use std::sync::Arc;

use chrono::{DateTime, Utc};
use serde_json::Value;

use crate::llm::{prompts, CompletionOptions, LlmProvider};
use crate::models::{FactCandidate, FactKind};

use super::classify::classify_candidate;
use super::filter::filter_noise;
use super::rules::supplement_candidates;
use super::dedup_candidates;

/// Turns normalized text into a classified, deduplicated, noise-filtered
/// candidate list. LLM extraction failures degrade to the regex rules alone;
/// extraction never surfaces an error to the caller.
pub struct FactExtractor {
    llm: Arc<LlmProvider>,
    default_event_expiry_days: i64,
}

impl FactExtractor {
    pub fn new(llm: Arc<LlmProvider>, default_event_expiry_days: i64) -> Self {
        Self {
            llm,
            default_event_expiry_days,
        }
    }

    pub async fn extract(&self, normalized_text: &str, now: DateTime<Utc>) -> Vec<FactCandidate> {
        let mut candidates = match self.extract_via_llm(normalized_text).await {
            Ok(candidates) => candidates,
            Err(e) => {
                tracing::warn!(error = %e, "LLM extraction failed, using regex rules only");
                Vec::new()
            }
        };

        // The supplement always runs; the LLM under-extracts known families.
        let supplements = supplement_candidates(normalized_text, &candidates);
        candidates.extend(supplements);

        for candidate in candidates.iter_mut() {
            classify_candidate(candidate, now, self.default_event_expiry_days);
        }

        filter_noise(dedup_candidates(candidates))
    }

    async fn extract_via_llm(&self, text: &str) -> crate::error::Result<Vec<FactCandidate>> {
        let prompt = prompts::fact_extraction_prompt(text);
        let value = self
            .llm
            .complete_json(&prompt, Some(&CompletionOptions::deterministic()))
            .await?;
        Ok(parse_llm_candidates(&value))
    }
}

/// Parse the extraction response leniently: the value should be an array of
/// objects, but malformed entries are skipped rather than failing the batch.
pub(crate) fn parse_llm_candidates(value: &Value) -> Vec<FactCandidate> {
    let Some(items) = value.as_array() else {
        tracing::warn!("Extraction response was not a JSON array");
        return Vec::new();
    };

    items
        .iter()
        .filter_map(|item| {
            let content = item.get("content")?.as_str()?.trim();
            if content.is_empty() {
                return None;
            }
            let mut candidate = FactCandidate::new(content);
            if let Some(kind) = item.get("kind").and_then(Value::as_str) {
                candidate.kind = kind.parse().unwrap_or(FactKind::Fact);
            }
            if let Some(permanent) = item.get("is_permanent").and_then(Value::as_bool) {
                candidate.is_core = permanent;
            }
            if let Some(confidence) = item.get("confidence").and_then(Value::as_f64) {
                candidate.confidence = confidence.clamp(0.0, 1.0);
            }
            if let Some(entities) = item.get("entities").and_then(Value::as_array) {
                candidate.entities = entities
                    .iter()
                    .filter_map(Value::as_str)
                    .map(str::to_string)
                    .collect();
            }
            Some(candidate)
        })
        .collect()
}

※ ※ ※

Your instructions: In the material above, show every line where the word "entities" turns up.

Expected answer:
            if let Some(entities) = item.get("entities").and_then(Value::as_array) {
                candidate.entities = entities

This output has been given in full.